Он резко отвернулся, и дурацкий хохот новобранцев вновь прогремел над головой Кристофа.

Очень медленно, но все же сопротивление Кристофа пошло на убыль; зачастую он настолько выдыхался, что в мозгу даже мелькала ужасная мысль — подвести черту под своей жизнью. Но действительность и в самом деле была такова, что казалось, будто на него натравили все силы ада. Он уже совсем не видел выхода, не находил даже полминуты на короткую молитву вечером, когда совершенно разбитый падал на койку. К невыносимым мукам повседневной службы Кристофу добавили еще «особые занятия», поскольку ему ужасно не повезло: он вызвал недовольство гаупт-фельдфебеля, а ведь прусский гаупт-фельдфебель — это больше, чем Бог. Бог милосерд и стал человеком, но в служебном перечне качеств прусского фельдфебеля милосердие не значится. Носитель галунов — не что иное, как идол и требует послушания любой ценой. И вся свора этих унтер-офицеров с наслаждением ему поддакивала. Он был наковальней тупой жестокости и горластой ограниченности. Спрятавшись за спину самодовольно напыщенного государства, эти трусливые подручные власти в галунах и нашивках всем скопом навалились на Кристофа…

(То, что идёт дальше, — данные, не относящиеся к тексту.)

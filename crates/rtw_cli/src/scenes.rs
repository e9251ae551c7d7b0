//! Built-in demo scenes.

use std::sync::Arc;

use clap::ValueEnum;
use rand::rngs::StdRng;
use rand::{Rng, SeedableRng};
use rtw_tracer::{Color, Dielectric, Lambertian, Material, Metal, Scene, Sphere, Vec3};

#[cfg(test)]
use rtw_tracer::Geometry;

#[derive(Debug, Clone, Copy, PartialEq, Eq, ValueEnum)]
pub enum SceneKind {
    /// Ground, a diffuse ball, a hollow glass ball and a brushed metal ball
    Spheres,
    /// Three large spheres among a field of small random ones
    Cover,
}

/// Where a scene wants to be viewed from unless overridden on the command line.
#[derive(Debug, Clone, Copy)]
pub struct View {
    pub look_from: Vec3,
    pub look_at: Vec3,
    pub vfov: f32,
    pub defocus_angle: f32,
    pub focus_dist: Option<f32>,
}

pub fn build(kind: SceneKind, seed: u64) -> (Scene, View) {
    match kind {
        SceneKind::Spheres => spheres(),
        SceneKind::Cover => cover(seed),
    }
}

fn shared(material: impl Into<Material>) -> Arc<Material> {
    Arc::new(material.into())
}

fn spheres() -> (Scene, View) {
    let ground = shared(Lambertian::new(Color::new(0.8, 0.8, 0.0)));
    let center = shared(Lambertian::new(Color::new(0.1, 0.2, 0.5)));
    let left = shared(Dielectric::new(Dielectric::GLASS));
    let bubble = shared(Dielectric::new(Dielectric::AIR / Dielectric::GLASS));
    let right = shared(Metal::new(Color::new(0.8, 0.6, 0.2), 0.8));

    let scene = Scene::from_iter([
        Sphere::new(Vec3::new(0.0, -100.5, -1.0), 100.0, ground),
        Sphere::new(Vec3::new(0.0, 0.0, -1.2), 0.5, center),
        Sphere::new(Vec3::new(-1.0, 0.0, -1.0), 0.5, left),
        Sphere::new(Vec3::new(-1.0, 0.0, -1.0), 0.4, bubble),
        Sphere::new(Vec3::new(1.0, 0.0, -1.0), 0.5, right),
    ]);

    let view = View {
        look_from: Vec3::new(-2.0, 2.0, 1.0),
        look_at: Vec3::new(0.0, 0.0, -1.0),
        vfov: 90.0,
        defocus_angle: 0.0,
        focus_dist: None,
    };

    (scene, view)
}

fn cover(seed: u64) -> (Scene, View) {
    let mut rng = StdRng::seed_from_u64(seed);
    let mut scene = Scene::new();

    // Ground
    scene.add(Sphere::new(
        Vec3::new(0.0, -1000.0, 0.0),
        1000.0,
        shared(Lambertian::new(Color::new(0.5, 0.5, 0.5))),
    ));

    // One glass material shared by every glass sphere
    let glass = shared(Dielectric::new(Dielectric::GLASS));

    for a in -11..11 {
        for b in -11..11 {
            let center = Vec3::new(
                a as f32 + 0.9 * rng.gen::<f32>(),
                0.2,
                b as f32 + 0.9 * rng.gen::<f32>(),
            );

            if (center - Vec3::new(4.0, 0.2, 0.0)).length() <= 0.9 {
                continue;
            }

            let choose_mat: f32 = rng.gen();
            let material = if choose_mat < 0.8 {
                // Diffuse
                let albedo = Color::new(
                    rng.gen::<f32>() * rng.gen::<f32>(),
                    rng.gen::<f32>() * rng.gen::<f32>(),
                    rng.gen::<f32>() * rng.gen::<f32>(),
                );
                shared(Lambertian::new(albedo))
            } else if choose_mat < 0.95 {
                // Metal
                let albedo = Color::new(
                    rng.gen_range(0.5..1.0),
                    rng.gen_range(0.5..1.0),
                    rng.gen_range(0.5..1.0),
                );
                shared(Metal::new(albedo, rng.gen_range(0.0..0.5)))
            } else {
                glass.clone()
            };

            scene.add(Sphere::new(center, 0.2, material));
        }
    }

    // Three main spheres
    scene.add(Sphere::new(Vec3::new(0.0, 1.0, 0.0), 1.0, glass));
    scene.add(Sphere::new(
        Vec3::new(-4.0, 1.0, 0.0),
        1.0,
        shared(Lambertian::new(Color::new(0.4, 0.2, 0.1))),
    ));
    scene.add(Sphere::new(
        Vec3::new(4.0, 1.0, 0.0),
        1.0,
        shared(Metal::new(Color::new(0.7, 0.6, 0.5), 0.0)),
    ));

    let view = View {
        look_from: Vec3::new(13.0, 2.0, 3.0),
        look_at: Vec3::ZERO,
        vfov: 20.0,
        defocus_angle: 0.6,
        focus_dist: Some(10.0),
    };

    (scene, view)
}
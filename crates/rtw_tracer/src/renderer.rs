//! Core path tracing renderer.
//!
//! Implements Monte Carlo path tracing with:
//! - Iterative bounce loop with a running attenuation product
//! - Anti-aliasing via jittered multi-sampling
//! - Row-partitioned parallel rendering, one random generator per worker

use std::ops::Range;
use std::time::Instant;

use crate::error::RenderResult;
use crate::image_buffer::{ImageBuffer, Rgb8};
use crate::{Camera, Color, Ray, Scene};
use log::{debug, info};
use rand::rngs::StdRng;
use rand::{RngCore, SeedableRng};
use rayon::prelude::*;
use rtw_math::Interval;

/// Intersections closer than this to the ray origin are ignored, so a
/// scattered ray cannot re-hit the surface it leaves (shadow acne).
pub const HIT_EPSILON: f32 = 0.001;

/// How each render worker's random generator is seeded.
#[derive(Debug, Clone, Copy, PartialEq, Eq, Default)]
pub enum SeedMode {
    /// Fresh OS entropy per worker.
    #[default]
    Entropy,
    /// Derive every worker's seed from this base seed. Renders with the same
    /// seed and worker count are byte-identical.
    Fixed(u64),
}

impl SeedMode {
    /// Build the generator for worker `worker`.
    pub fn rng_for(self, worker: usize) -> StdRng {
        match self {
            SeedMode::Entropy => StdRng::from_entropy(),
            SeedMode::Fixed(base) => StdRng::seed_from_u64(worker_seed(base, worker)),
        }
    }
}

/// Spread `base` and the worker index into well-separated seeds (splitmix64).
fn worker_seed(base: u64, worker: usize) -> u64 {
    let mut z = base.wrapping_add((worker as u64 + 1).wrapping_mul(0x9E37_79B9_7F4A_7C15));
    z = (z ^ (z >> 30)).wrapping_mul(0xBF58_476D_1CE4_E5B9);
    z = (z ^ (z >> 27)).wrapping_mul(0x94D0_49BB_1331_11EB);
    z ^ (z >> 31)
}

/// Compute the color seen by a ray.
///
/// Follows the ray through at most `depth` scatter events. Running out of
/// depth returns black, which slightly underestimates indirect light in
/// deep scenes.
pub fn ray_color(ray: &Ray, scene: &Scene, depth: u32, rng: &mut dyn RngCore) -> Color {
    let mut throughput = Color::ONE;
    let mut ray = *ray;

    for _ in 0..depth {
        let Some(rec) = scene.hit(&ray, Interval::new(HIT_EPSILON, f32::INFINITY)) else {
            return throughput * sky_color(&ray);
        };

        match rec.material.scatter(&ray, &rec, rng) {
            Some(result) => {
                throughput *= result.attenuation;
                ray = result.scattered;
            }
            // Absorbed
            None => return Color::ZERO,
        }
    }

    Color::ZERO
}

/// Sky gradient: white at the horizon-down end, light blue straight up.
pub fn sky_color(ray: &Ray) -> Color {
    let unit_direction = ray.direction().normalize();
    let a = 0.5 * (unit_direction.y + 1.0);
    let white = Color::new(1.0, 1.0, 1.0);
    let blue = Color::new(0.5, 0.7, 1.0);
    white * (1.0 - a) + blue * a
}

/// Render a single pixel with multi-sampling, returning the averaged
/// linear color.
pub fn render_pixel(
    camera: &Camera,
    scene: &Scene,
    x: usize,
    y: usize,
    rng: &mut dyn RngCore,
) -> Color {
    let mut pixel_color = Color::ZERO;

    for _ in 0..camera.samples_per_pixel() {
        let ray = camera.get_ray(x, y, rng);
        pixel_color += ray_color(&ray, scene, camera.max_depth(), rng);
    }

    pixel_color * camera.samples_scale()
}

/// Split `height` rows into contiguous ranges, one per worker.
///
/// Every range holds `height / workers` rows except the last, which also
/// takes the remainder. The worker count is clamped to `1..=height`, so no
/// range is empty.
pub fn row_ranges(height: usize, workers: usize) -> Vec<Range<usize>> {
    if height == 0 {
        return Vec::new();
    }

    let workers = workers.clamp(1, height);
    let rows_per_worker = height / workers;

    (0..workers)
        .map(|i| {
            let start = i * rows_per_worker;
            let end = if i + 1 == workers {
                height
            } else {
                start + rows_per_worker
            };
            start..end
        })
        .collect()
}

/// Render rows `rows` into `band`, which holds exactly those rows.
fn render_rows(
    camera: &Camera,
    scene: &Scene,
    rows: Range<usize>,
    width: usize,
    band: &mut [Rgb8],
    rng: &mut dyn RngCore,
) {
    for (row, y) in band.chunks_exact_mut(width).zip(rows) {
        for (x, pixel) in row.iter_mut().enumerate() {
            *pixel = Rgb8::from_linear(render_pixel(camera, scene, x, y, rng));
        }
    }
}

/// Render the whole image with one worker per row range.
///
/// `camera` must already be initialized and `image` sized to match it.
/// Workers share `camera` and `scene` read-only and each writes only its own
/// band of rows. Returns once all workers have joined.
pub fn render_into(camera: &Camera, scene: &Scene, image: &mut ImageBuffer) -> RenderResult<()> {
    let width = image.width();
    let height = image.height();
    let ranges = row_ranges(height, camera.thread_count());
    let row_counts: Vec<usize> = ranges.iter().map(|r| r.len()).collect();
    let seed = camera.seed();

    info!(
        "Rendering {}x{} @ {} spp, max depth {}, {} objects, {} workers",
        width,
        height,
        camera.samples_per_pixel(),
        camera.max_depth(),
        scene.len(),
        ranges.len()
    );

    let pool = rayon::ThreadPoolBuilder::new()
        .num_threads(ranges.len().max(1))
        .thread_name(|i| format!("rtw-worker-{i}"))
        .build()?;

    let start = Instant::now();
    let bands = image.bands_mut(&row_counts);

    pool.install(|| {
        ranges
            .into_par_iter()
            .zip(bands)
            .enumerate()
            .for_each(|(worker, (rows, band))| {
                debug!("worker {worker}: rows {rows:?}, seed {seed:?}");
                let mut rng = seed.rng_for(worker);
                render_rows(camera, scene, rows, width, band, &mut rng);
            });
    });

    info!("Rendered in {:?}", start.elapsed());
    Ok(())
}

#[cfg(test)]
mod tests {
    use super::*;
    use crate::{Dielectric, Lambertian, Material, Metal, Sphere};
    use rtw_math::Vec3;
    use std::sync::Arc;

    fn single_sphere_scene() -> Scene {
        let material = Arc::new(Material::from(Lambertian::new(Color::new(0.5, 0.5, 0.5))));
        let mut scene = Scene::new();
        scene.add(Sphere::new(Vec3::new(0.0, 0.0, -1.0), 0.5, material));
        scene
    }

    fn mixed_scene() -> Scene {
        let ground = Arc::new(Material::from(Lambertian::new(Color::new(0.8, 0.8, 0.0))));
        let glass = Arc::new(Material::from(Dielectric::new(Dielectric::GLASS)));
        let metal = Arc::new(Material::from(Metal::new(Color::new(0.8, 0.6, 0.2), 0.3)));

        let mut scene = Scene::new();
        scene.add(Sphere::new(Vec3::new(0.0, -100.5, -1.0), 100.0, ground));
        scene.add(Sphere::new(Vec3::new(-1.0, 0.0, -1.0), 0.5, glass));
        scene.add(Sphere::new(Vec3::new(1.0, 0.0, -1.0), 0.5, metal));
        scene
    }

    fn close(a: Color, b: Color) -> bool {
        (a - b).length() < 1e-5
    }

    #[test]
    fn test_sky_gradient_endpoints() {
        let up = sky_color(&Ray::new(Vec3::ZERO, Vec3::new(0.0, 3.0, 0.0)));
        assert!(close(up, Color::new(0.5, 0.7, 1.0)));

        let down = sky_color(&Ray::new(Vec3::ZERO, Vec3::new(0.0, -1.0, 0.0)));
        assert!(close(down, Color::ONE));
    }

    #[test]
    fn test_sky_gradient_lies_between_endpoints() {
        let mut rng = StdRng::seed_from_u64(5);
        for _ in 0..500 {
            let dir = crate::sampling::random_unit_vector(&mut rng);
            let c = sky_color(&Ray::new(Vec3::ZERO, dir));
            assert!((0.5 - 1e-6..=1.0 + 1e-6).contains(&c.x));
            assert!((0.7 - 1e-6..=1.0 + 1e-6).contains(&c.y));
            assert!((c.z - 1.0).abs() < 1e-6);
        }
    }

    #[test]
    fn test_zero_depth_is_black() {
        let mut rng = StdRng::seed_from_u64(42);
        let scenes = [Scene::new(), single_sphere_scene(), mixed_scene()];
        let rays = [
            Ray::new(Vec3::ZERO, Vec3::NEG_Z),
            Ray::new(Vec3::ZERO, Vec3::Y),
        ];

        for scene in &scenes {
            for ray in &rays {
                assert_eq!(ray_color(ray, scene, 0, &mut rng), Color::ZERO);
            }
        }
    }

    #[test]
    fn test_miss_returns_sky() {
        let mut rng = StdRng::seed_from_u64(42);
        let ray = Ray::new(Vec3::ZERO, Vec3::new(0.0, 1.0, -1.0));
        let color = ray_color(&ray, &single_sphere_scene(), 10, &mut rng);
        assert!(close(color, sky_color(&ray)));
    }

    #[test]
    fn test_single_bounce_exhausts_depth() {
        // One bounce off the sphere uses up the only level of depth
        let mut camera = Camera::new()
            .with_image(400, 16.0 / 9.0)
            .with_quality(1, 1)
            .with_position(Vec3::ZERO, Vec3::new(0.0, 0.0, -1.0), Vec3::Y);
        camera.initialize().unwrap();

        let scene = single_sphere_scene();
        let mut rng = StdRng::seed_from_u64(42);

        let center = camera.get_ray(200, 112, &mut rng);
        assert!(scene.hit(&center, Interval::new(HIT_EPSILON, f32::INFINITY)).is_some());
        assert_eq!(ray_color(&center, &scene, 1, &mut rng), Color::ZERO);
        assert_eq!(render_pixel(&camera, &scene, 200, 112, &mut rng), Color::ZERO);

        let background = camera.get_ray(0, 0, &mut rng);
        assert!(close(ray_color(&background, &scene, 1, &mut rng), sky_color(&background)));
    }

    #[test]
    fn test_diffuse_bounce_is_attenuated_sky() {
        // With depth to spare, a lit diffuse bounce is albedo times sky
        let scene = single_sphere_scene();
        let mut rng = StdRng::seed_from_u64(3);
        let ray = Ray::new(Vec3::ZERO, Vec3::NEG_Z);

        for _ in 0..50 {
            let c = ray_color(&ray, &scene, 50, &mut rng);
            assert!(c.max_element() <= 0.5 + 1e-5);
            assert!(c.min_element() >= 0.0);
        }
    }

    #[test]
    fn test_row_ranges_partition() {
        let ranges = row_ranges(10, 3);
        assert_eq!(ranges, vec![0..3, 3..6, 6..10]);

        let ranges = row_ranges(225, 8);
        assert_eq!(ranges.len(), 8);
        assert_eq!(ranges[0].start, 0);
        assert_eq!(ranges.last().unwrap().end, 225);
        for pair in ranges.windows(2) {
            assert_eq!(pair[0].end, pair[1].start);
        }

        // More workers than rows
        assert_eq!(row_ranges(2, 16), vec![0..1, 1..2]);
        assert_eq!(row_ranges(5, 0), vec![0..5]);
        assert!(row_ranges(0, 4).is_empty());
    }

    #[test]
    fn test_worker_seeds_differ() {
        let seeds: Vec<u64> = (0..16).map(|w| worker_seed(7, w)).collect();
        for (i, a) in seeds.iter().enumerate() {
            for b in &seeds[i + 1..] {
                assert_ne!(a, b);
            }
        }
        assert_eq!(worker_seed(7, 3), worker_seed(7, 3));
    }

    #[test]
    fn test_fixed_seed_render_is_reproducible() {
        let scene = mixed_scene();
        let make_camera = || {
            Camera::new()
                .with_image(48, 16.0 / 9.0)
                .with_quality(4, 8)
                .with_position(Vec3::new(-2.0, 2.0, 1.0), Vec3::new(0.0, 0.0, -1.0), Vec3::Y)
                .with_threads(4)
                .with_seed(SeedMode::Fixed(2024))
        };

        let mut first = make_camera();
        let a = first.render(&scene).unwrap().clone();
        let mut second = make_camera();
        let b = second.render(&scene).unwrap().clone();

        assert_eq!(a.width(), 48);
        assert_eq!(a.height(), 27);
        assert_eq!(a.as_bytes(), b.as_bytes());
    }

    #[test]
    fn test_every_pixel_is_written() {
        // Nothing to hit: every pixel shows sky, which is never black
        let mut camera = Camera::new()
            .with_image(37, 37.0 / 23.0)
            .with_quality(1, 4)
            .with_threads(5)
            .with_seed(SeedMode::Fixed(1));

        let image = camera.render(&Scene::new()).unwrap();
        assert_eq!(image.height(), 23);
        assert!(image.pixels().iter().all(|p| *p != Rgb8::BLACK));
        assert_eq!(camera.image().width(), 37);
    }

    #[test]
    fn test_render_reports_invalid_config() {
        let mut camera = Camera::new().with_quality(0, 4);
        let err = camera.render(&Scene::new()).unwrap_err();
        assert!(matches!(
            err,
            crate::RenderError::InvalidConfig(crate::ConfigError::ZeroSamples)
        ));
    }
}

В эти дни он научился видеть, что и другие испытывают те же страдания. Он не был единственной жертвой, и ему было невыразимо приятно и утешительно знать, что в одной роте, состоявшей из двух сотен рекрутов, все-таки набралось четыре нормальных человека. У него было трое товарищей по несчастью; первого звали Якоб — невысокого роста, бледный, хилый блондин с водянисто-голубыми глазами и безвольным ртом, один из тех, кого современная психология сбрасывает со счетов, назвав «асоциальными элементами». Якоб просто физически не мог подчиниться здешнему зоологическому порядку, поскольку привык вести свободную цыганскую жизнь. В общении он был мягок и дружелюбен, даже приветлив и обаятелен, но абсолютно неспособен понять, почему утром необходимо являться на построение в начищенных до блеска сапогах (для этого и в самом деле нет причин). Не мог он также постигнуть, почему нельзя выходить за ворота части, а поскольку его не выпускали, он просто-напросто перелезал через каменную ограду. Якоб любил свободу, а пруссаки ненавидят ее больше, чем добрые христиане черта, если, конечно, в него верят.

Вторым был Бартель, вор со стажем, видимо в тюрьме научившийся так ценить свободу, что не хотел запросто от нее отказаться. Этот коренастый, упитанный, невозмутимый весельчак был физически настолько силен, что его никак не могли согнуть в бараний рог; темноволосый и мускулистый, он сопротивлялся всем усилиям его одолеть, доказывая превосходство человека, который предпочитает жить сообразно собственным правилам. На каждый нагоняй у него тут же находился достойный ответ, и он не позволял унижать себя.

Пауль, тот парень чуть ли не демонической красоты, был третьим. Он обожал радости жизни, жаркие поцелуи и красочные полотна живописцев, а также бесконечную даль полевой дороги не меньше, чем вино, которое пьешь в элегантной гостиной с любимой женщиной. Пауль ненавидел этих ничтожных холуев из-за их убожества и отвратительного вкуса; он был самым порочным из них троих. Кроме Кристофа, здесь не нашлось ни одного христианина, кто бы хоть одним словом оградил себя от осквернения человеческого достоинства. Вот Кристоф и тянулся к этим троим, ведь они, как ему казалось, хотя бы немного понимали, в чем ценность свободы, но главное — потому, что они страдали, как и он…

Он видел также, что внешний лоск так называемой воспитанности, усвоенные благодаря родителям-католикам манеры человека из так называемого хорошего дома, эти жалкие белила и румяна буржуазной лживости, которые в повседневной жизни легко ложатся на кожу и прочно прилипают к ней, здесь отваливаются и наружу проступает ничем не прикрытая рожа прирожденного бандита. В этой атмосфере сплошного ничтожества все отбросы буржуазного мира, который сам выбрал сатану главой государства и даже воздавал ему жалкую христианскую хвалу, вылезли на поверхность, явив на всеобщее обозрение растерянную физиономию современного человечества, более не способного ни на какую страсть, поскольку оно утратило страстную любовь к Богу.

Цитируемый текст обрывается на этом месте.